The "transatlantic" agreement, by choosing to strengthen "free competition" and competitiveness as a priority, could therefore temporarily relieve the US economy by favoring outlets for it, but in an obvious non-symmetry. While the French government pushes high-sounding croaking relayed by a walking press about safeguarding cultural exception, there is not much debate on the substance of the "transatlantic" free trade agreement and its potentially devastating effects in the current critical economic context of the EU trapped by its strong currency. Moreover, this "transatlantic" free trade agreement risks strengthening the power of financial markets and multinationals over local political powers with a not insignificant threat of an intensification of the privatization of public services. It is therefore the multinationals to the detriment of the SMEs that will be able to carve out a good share of this gigantic transatlantic market presented as a bulwark against the growing appetites of the BRICS. The EU in crisis could once again serve as an economic buffer to the US crisis and find itself even more weakened both economically and politically.
If indeed the governments of the EU have real room for political maneuver with regard to the American hyperpower, bringing them back in fact into an increasingly obvious relationship of neocolonial submission. We must not forget either the security aspect of this agreement which provides for a strengthening of control of the population within this market. The multinational Thales has been commissioned by the French government to monitor the web and mobiles on behalf of French justice, but the government seems to have limited control over what this company actually does.

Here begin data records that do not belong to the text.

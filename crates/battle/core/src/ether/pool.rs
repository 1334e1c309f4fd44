//! Ether points, overdrive slots and the opponent overdrive hook.

use crate::combat::Combatant;
use crate::config::BattleConfig;
use crate::side::Side;

/// Accumulated ether points of one actor.
#[derive(Clone, Copy, Debug, Default, PartialEq, Eq)]
#[cfg_attr(feature = "serde", derive(serde::Serialize, serde::Deserialize))]
#[cfg_attr(feature = "serde", serde(transparent))]
pub struct EtherPool {
    pub points: u32,
}

impl EtherPool {
    pub const fn new(points: u32) -> Self {
        Self { points }
    }

    /// Whole overdrive slots currently available.
    pub fn slots(&self, config: &BattleConfig) -> u32 {
        self.points.checked_div(config.ether_per_slot).unwrap_or(0)
    }

    pub fn credit(self, gain: u32) -> Self {
        Self {
            points: self.points.saturating_add(gain),
        }
    }
}

/// Result of an overdrive request.
#[derive(Clone, Debug, PartialEq, Eq)]
pub struct OverdriveOutcome {
    pub pool: EtherPool,
    pub combatant: Combatant,
    pub activated: bool,
    pub logs: Vec<String>,
}

/// Spends one slot to turn on overdrive for the rest of the round.
///
/// Without a full slot, or with overdrive already on, nothing changes.
pub fn activate_overdrive(
    side: Side,
    pool: &EtherPool,
    combatant: &Combatant,
    config: &BattleConfig,
) -> OverdriveOutcome {
    let unchanged = |line: String| OverdriveOutcome {
        pool: *pool,
        combatant: combatant.clone(),
        activated: false,
        logs: vec![line],
    };

    if combatant.ether_overdrive_active {
        return unchanged(format!("{side} overdrive already active"));
    }
    if pool.slots(config) == 0 {
        return unchanged(format!(
            "{side} needs {} ether for overdrive ({} held)",
            config.ether_per_slot, pool.points
        ));
    }

    let spent = EtherPool::new(pool.points - config.ether_per_slot);
    let mut boosted = combatant.clone();
    boosted.ether_overdrive_active = true;
    OverdriveOutcome {
        pool: spent,
        combatant: boosted,
        activated: true,
        logs: vec![format!(
            "{side} overdrive! ether {} → {}",
            pool.points, spent.points
        )],
    }
}

/// Opponent overdrive decision.
///
/// Always false while `enemy_overdrive_enabled` is off; otherwise the opponent
/// overdrives whenever it holds a full slot.
pub fn should_enemy_overdrive(enemy: &Combatant, pool: &EtherPool, config: &BattleConfig) -> bool {
    if !config.enemy_overdrive_enabled {
        return false;
    }
    enemy.is_alive() && !enemy.ether_overdrive_active && pool.slots(config) > 0
}

#[cfg(test)]
mod tests {
    use super::*;

    #[test]
    fn slots_floor_points() {
        let config = BattleConfig::default();
        assert_eq!(EtherPool::new(99).slots(&config), 0);
        assert_eq!(EtherPool::new(250).slots(&config), 2);
    }

    #[test]
    fn activation_spends_one_slot() {
        let config = BattleConfig::default();
        let out = activate_overdrive(Side::Player, &EtherPool::new(230), &Combatant::new(30), &config);
        assert!(out.activated);
        assert_eq!(out.pool.points, 130);
        assert!(out.combatant.ether_overdrive_active);

        let again = activate_overdrive(Side::Player, &out.pool, &out.combatant, &config);
        assert!(!again.activated);
        assert_eq!(again.pool, out.pool);
    }

    #[test]
    fn activation_without_slot_is_noop() {
        let config = BattleConfig::default();
        let out = activate_overdrive(Side::Player, &EtherPool::new(40), &Combatant::new(30), &config);
        assert!(!out.activated);
        assert_eq!(out.pool.points, 40);
        assert!(!out.combatant.ether_overdrive_active);
    }

    #[test]
    fn enemy_hook_respects_flag() {
        let pool = EtherPool::new(500);
        let enemy = Combatant::new(30);
        assert!(!should_enemy_overdrive(&enemy, &pool, &BattleConfig::default()));

        let enabled = BattleConfig {
            enemy_overdrive_enabled: true,
            ..BattleConfig::default()
        };
        assert!(should_enemy_overdrive(&enemy, &pool, &enabled));
        assert!(!should_enemy_overdrive(&enemy, &EtherPool::new(10), &enabled));
    }
}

On the other hand he counts on the network PRISM to increase the surveillance of its own citizens in the name of the so-called fight against terrorism. Already in a French parliamentary report dated 2004, the fact-finding mission on international cooperation to fight terrorism noted that the United States "have capabilities in terms of technical intelligence that are out of all proportion to those of Europeans", but that "the sharing of information "captured" by American technical capabilities (...) seems very satisfactory". What will it be after such an agreement?